_HOW TO COMPLETE THIS TASK_. From the records below, output exactly the lines running from the line containing "streamed, unknown-length WAV)." through the line containing "out.write_all(&16u32.to_le_bytes())?;", and no others.

_MATERIAL PROVIDED_.
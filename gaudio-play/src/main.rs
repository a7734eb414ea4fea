// Symphonia
// Copyright (c) 2019-2022 The Project Symphonia Developers.
//
// This Source Code Form is subject to the terms of the Mozilla Public
// License, v. 2.0. If a copy of the MPL was not distributed with this
// file, You can obtain one at https://mozilla.org/MPL/2.0/.

#![warn(rust_2018_idioms)]
#![forbid(unsafe_code)]

use std::fs::File;
use std::io::{self, Read, Write};
use std::path::Path;

use clap::{App, Arg};
use log::{error, info};

use gaudio::core::io::{FileSource, MemorySource};
use gaudio::core::{MixOp, MixTarget, PlayConfig, SampleFormat, Stream, StreamSource};

fn main() {
    pretty_env_logger::init();

    let matches = App::new("gaudio-play")
        .version("0.1.0")
        .about("Decode a game-audio stream with gaudio")
        .arg(
            Arg::with_name("probe-only")
                .long("probe-only")
                .help("Only print stream information, do not decode")
                .conflicts_with_all(&["decode-only"]),
        )
        .arg(
            Arg::with_name("decode-only")
                .long("decode-only")
                .help("Decode the full stream but discard the samples")
                .conflicts_with_all(&["probe-only"]),
        )
        .arg(Arg::with_name("seek").long("seek").value_name("SAMPLE").help("Seek to the given sample position before decoding"))
        .arg(Arg::with_name("play-forever").long("play-forever").help("Ignore the natural end of stream; loop and fade never kick in"))
        .arg(Arg::with_name("ignore-loop").long("ignore-loop").help("Do not honor the stream's loop points"))
        .arg(Arg::with_name("loop-count").long("loop-count").value_name("N").help("Number of times to repeat the loop body (may be fractional)"))
        .arg(Arg::with_name("fade-time").long("fade-time").value_name("SECONDS").help("Fade-out duration in seconds"))
        .arg(Arg::with_name("pad-begin").long("pad-begin").value_name("SECONDS").help("Silence to prepend, in seconds"))
        .arg(Arg::with_name("trim-begin").long("trim-begin").value_name("SECONDS").help("Audio to discard from the start, in seconds"))
        .arg(Arg::with_name("pad-end").long("pad-end").value_name("SECONDS").help("Silence to append, in seconds"))
        .arg(Arg::with_name("volume").long("volume").value_name("SCALE").help("Scale every output channel by this factor, e.g. 0.5 for half volume"))
        .arg(Arg::with_name("wav").long("wav").help("Wrap the raw PCM output in a minimal WAV header"))
        .arg(Arg::with_name("output").long("output").short("o").value_name("PATH").help("Write decoded samples here instead of stdout"))
        .arg(Arg::with_name("verbose").short("v").multiple(true).help("Sets the level of verbosity"))
        .arg(Arg::with_name("INPUT").help("The input file path, or - to read from standard input").required(true).index(1))
        .get_matches();

    let path_str = matches.value_of("INPUT").unwrap();

    let source: Box<dyn StreamSource> = if path_str == "-" {
        let mut buf = Vec::new();
        if let Err(err) = io::stdin().read_to_end(&mut buf) {
            error!("failed to read standard input: {}", err);
            std::process::exit(1);
        }
        Box::new(MemorySource::new(buf))
    }
    else {
        match FileSource::open(Path::new(path_str)) {
            Ok(source) => Box::new(source),
            Err(err) => {
                error!("failed to open {}: {}", path_str, err);
                std::process::exit(1);
            }
        }
    };

    let registry = gaudio::default::get_codecs();
    let probes = gaudio::default::get_probes();

    let mut stream = match gaudio::core::probe::open(source, &probes, registry, 0) {
        Ok(stream) => stream,
        Err(err) => {
            error!("file not supported. reason? {}", err);
            std::process::exit(1);
        }
    };

    pretty_print_format(path_str, &stream);

    if matches.is_present("probe-only") {
        return;
    }

    if let Some(sample) = matches.value_of("seek").and_then(|v| v.parse::<u64>().ok()) {
        if let Err(err) = stream.seek(sample) {
            error!("seek failed: {}", err);
            std::process::exit(1);
        }
    }

    let mut config = PlayConfig::new();
    config.with_play_forever(matches.is_present("play-forever"));
    config.with_ignore_loop(matches.is_present("ignore-loop"));
    if let Some(n) = matches.value_of("loop-count").and_then(|v| v.parse::<f64>().ok()) {
        config.with_loop_count(n);
    }
    if let Some(s) = matches.value_of("fade-time").and_then(|v| v.parse::<f64>().ok()) {
        config.with_fade_time(s);
    }
    if let Some(s) = matches.value_of("pad-begin").and_then(|v| v.parse::<f64>().ok()) {
        config.with_pad_begin(gaudio::core::TimeSpan::Seconds(s));
    }
    if let Some(s) = matches.value_of("trim-begin").and_then(|v| v.parse::<f64>().ok()) {
        config.with_trim_begin(gaudio::core::TimeSpan::Seconds(s));
    }
    if let Some(s) = matches.value_of("pad-end").and_then(|v| v.parse::<f64>().ok()) {
        config.with_pad_end(gaudio::core::TimeSpan::Seconds(s));
    }
    if let Err(err) = stream.configure(config) {
        error!("configure failed: {}", err);
        std::process::exit(1);
    }

    if let Some(vol) = matches.value_of("volume").and_then(|v| v.parse::<f32>().ok()) {
        // Must be pushed before the mixer activates, i.e. before the first render/fill call below.
        stream.mixer_mut().push(MixOp::Volume { dst: MixTarget::All, vol });
    }

    if matches.is_present("decode-only") {
        match decode_and_count(&mut stream) {
            Ok(n) => info!("decoded {} samples", n),
            Err(err) => error!("decode error: {}", err),
        }
        return;
    }

    let channels = stream.output_channels();
    let want_wav = matches.is_present("wav");
    let out_path = matches.value_of("output");

    let result = match out_path {
        Some(path) => match File::create(path) {
            Ok(file) => render_to(&mut stream, file, channels, want_wav),
            Err(err) => {
                error!("failed to create {}: {}", path, err);
                std::process::exit(1);
            }
        },
        None => render_to(&mut stream, io::stdout(), channels, want_wav),
    };

    if let Err(err) = result {
        error!("{}", err);
        std::process::exit(1);
    }
}

/// Decodes and discards the entire (configured) stream, returning the sample count produced.
/// Used by `--decode-only` to exercise the decode path without writing anything.
fn decode_and_count(stream: &mut Stream) -> gaudio::core::Result<u64> {
    let mut total = 0u64;
    let mut scratch = gaudio::core::SampleBuf::new(SampleFormat::S16, stream.output_channels(), 4096);
    loop {
        scratch.set_filled(0);
        let got = stream.render(&mut scratch)?;
        if got == 0 {
            break;
        }
        total += got as u64;
    }
    Ok(total)
}

/// Renders the configured stream to `out` as interleaved signed 16-bit PCM, optionally preceded
/// by a minimal WAV header (size fields left as placeholders since `out` may be a non-seekable
/// stream such as stdout).
fn render_to<W: Write>(stream: &mut Stream, mut out: W, channels: u16, wav_header: bool) -> gaudio::core::Result<()> {
    let sample_rate = stream.state().sample_rate;
    if wav_header {
        write_wav_header(&mut out, channels, sample_rate).map_err(gaudio::core::GaError::from)?;
    }

    let mut scratch = gaudio::core::SampleBuf::new(SampleFormat::S16, channels, 4096);
    loop {
        scratch.set_filled(0);
        let got = stream.render(&mut scratch)?;
        if got == 0 {
            break;
        }
        out.write_all(scratch.filled_bytes()).map_err(gaudio::core::GaError::from)?;
    }
    out.flush().map_err(gaudio::core::GaError::from)?;
    Ok(())
}

/// Writes a canonical 44-byte `RIFF`/`WAVE` header for 16-bit PCM with the size fields set to
/// `0xffff_ffff` (the conventional placeholder for a streamed, unknown-length WAV).
fn write_wav_header<W: Write>(out: &mut W, channels: u16, sample_rate: u32) -> io::Result<()> {
    let block_align = channels * 2;
    let byte_rate = sample_rate * block_align as u32;

    out.write_all(b"RIFF")?;
    out.write_all(&0xffff_ffffu32.to_le_bytes())?;
    out.write_all(b"WAVE")?;
    out.write_all(b"fmt ")?;
    out.write_all(&16u32.to_le_bytes())?;
    out.write_all(&1u16.to_le_bytes())?;
    out.write_all(&channels.to_le_bytes())?;
    out.write_all(&sample_rate.to_le_bytes())?;
    out.write_all(&byte_rate.to_le_bytes())?;
    out.write_all(&block_align.to_le_bytes())?;
    out.write_all(&16u16.to_le_bytes())?;
    out.write_all(b"data")?;
    out.write_all(&0xffff_ffffu32.to_le_bytes())?;
    Ok(())
}

fn pretty_print_format(path: &str, stream: &Stream) {
    let info = stream.get_format();
    println!("+ {}", path);
    println!("|");
    println!("| Codec:           {} ({})", info.codec_name, info.layout_name);
    println!("| Container:       {}", info.meta_name);
    println!("| Sample Rate:     {}", info.sample_rate);
    println!("| Channels:        {}", info.channels);
    println!("| Total Samples:   {}", info.total_samples);
    println!("| Playback Samples:{}", info.play_samples);
    if info.loop_end > info.loop_start {
        println!("| Loop:            [{}, {})", info.loop_start, info.loop_end);
    }
    println!("-");
}
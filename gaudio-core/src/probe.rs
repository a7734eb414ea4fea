// Symphonia
// Copyright (c) 2019-2022 The Project Symphonia Developers.
//
// This Source Code Form is subject to the terms of the Mozilla Public
// License, v. 2.0. If a copy of the MPL was not distributed with this
// file, You can obtain one at https://mozilla.org/MPL/2.0/.

//! The format-probe contract: the seam at which container parsing (out of scope for this crate,
//! see spec §1) hands off to the streaming decode engine.

use crate::codec::{init_codec_libraries, CodecRegistry};
use crate::errors::{unsupported_error, Result};
use crate::io::StreamSource;
use crate::stream::{Stream, StreamInit};

/// A container parser plug-in. Given a source and a codec registry to resolve codec tags
/// against, a probe either recognises the container and returns a fully initialised
/// [`StreamInit`], or declines so the next probe in line can try.
pub trait FormatProbe: Send + Sync {
    /// Human-readable name, surfaced via [`crate::stream::StreamInfo::meta_name`].
    fn name(&self) -> &'static str;

    /// Attempts to recognise and parse `source` as this probe's container format, resolving the
    /// codec tag it finds against `registry` and selecting subsong `subsong_index` (`0` for
    /// containers with only one playable stream). Returns `Unsupported` if the source is not
    /// this probe's format; any other error is a genuine parse failure for a container this
    /// probe does claim to own.
    fn probe(
        &self,
        source: Box<dyn StreamSource>,
        registry: &CodecRegistry,
        subsong_index: u32,
    ) -> Result<StreamInit>;
}

/// Tries each probe in `probes`, in order, returning the first successful match. A probe that
/// returns `Unsupported` is treated as "not my format" and the next is tried with a fresh clone
/// of `source`; any other error aborts the search immediately, matching the "parse-time errors
/// propagate and leave no handle" policy (spec.md §7).
pub fn open(
    source: Box<dyn StreamSource>,
    probes: &[&dyn FormatProbe],
    registry: &CodecRegistry,
    subsong_index: u32,
) -> Result<Stream> {
    init_codec_libraries();

    if probes.is_empty() {
        return unsupported_error("no format probes configured");
    }

    let mut current = source;
    for (i, probe) in probes.iter().enumerate() {
        let is_last = i + 1 == probes.len();
        // Every probe but the last gets a clone, so a decline leaves `current` intact for the
        // next one; the last probe gets the original handle rather than one more needless clone.
        let attempt: Box<dyn StreamSource> = if is_last { current } else { current.try_clone()? };

        match probe.probe(attempt, registry, subsong_index) {
            Ok(init) => return Ok(Stream::from_init(init)),
            Err(crate::errors::GaError::Unsupported(_)) if is_last => {
                return unsupported_error("no format probe recognised this source");
            }
            Err(crate::errors::GaError::Unsupported(_)) => continue,
            Err(err) => return Err(err),
        }
    }

    unreachable!("loop always returns on its last iteration")
}

#[cfg(test)]
mod tests {
    use super::*;
    use crate::io::MemorySource;

    struct AlwaysDeclines;
    impl FormatProbe for AlwaysDeclines {
        fn name(&self) -> &'static str {
            "always-declines"
        }
        fn probe(&self, _source: Box<dyn StreamSource>, _registry: &CodecRegistry, _subsong_index: u32) -> Result<StreamInit> {
            unsupported_error("never matches")
        }
    }

    #[test]
    fn open_with_no_matching_probe_is_unsupported() {
        let probes: [&dyn FormatProbe; 1] = [&AlwaysDeclines];
        let registry = CodecRegistry::new();
        let source = Box::new(MemorySource::new(vec![0; 16]));
        let err = open(source, &probes, &registry, 0).unwrap_err();
        assert!(matches!(err, crate::errors::GaError::Unsupported(_)));
    }

    #[test]
    fn open_with_no_probes_is_unsupported() {
        let registry = CodecRegistry::new();
        let source = Box::new(MemorySource::new(vec![0; 16]));
        let err = open(source, &[], &registry, 0).unwrap_err();
        assert!(matches!(err, crate::errors::GaError::Unsupported(_)));
    }
}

_RESULT OF THE EXERCISE_.
/// `0xffff_ffff` (the conventional placeholder for a streamed, unknown-length WAV).
fn write_wav_header<W: Write>(out: &mut W, channels: u16, sample_rate: u32) -> io::Result<()> {
    let block_align = channels * 2;
    let byte_rate = sample_rate * block_align as u32;

    out.write_all(b"RIFF")?;
    out.write_all(&0xffff_ffffu32.to_le_bytes())?;
    out.write_all(b"WAVE")?;
    out.write_all(b"fmt ")?;
    out.write_all(&16u32.to_le_bytes())?;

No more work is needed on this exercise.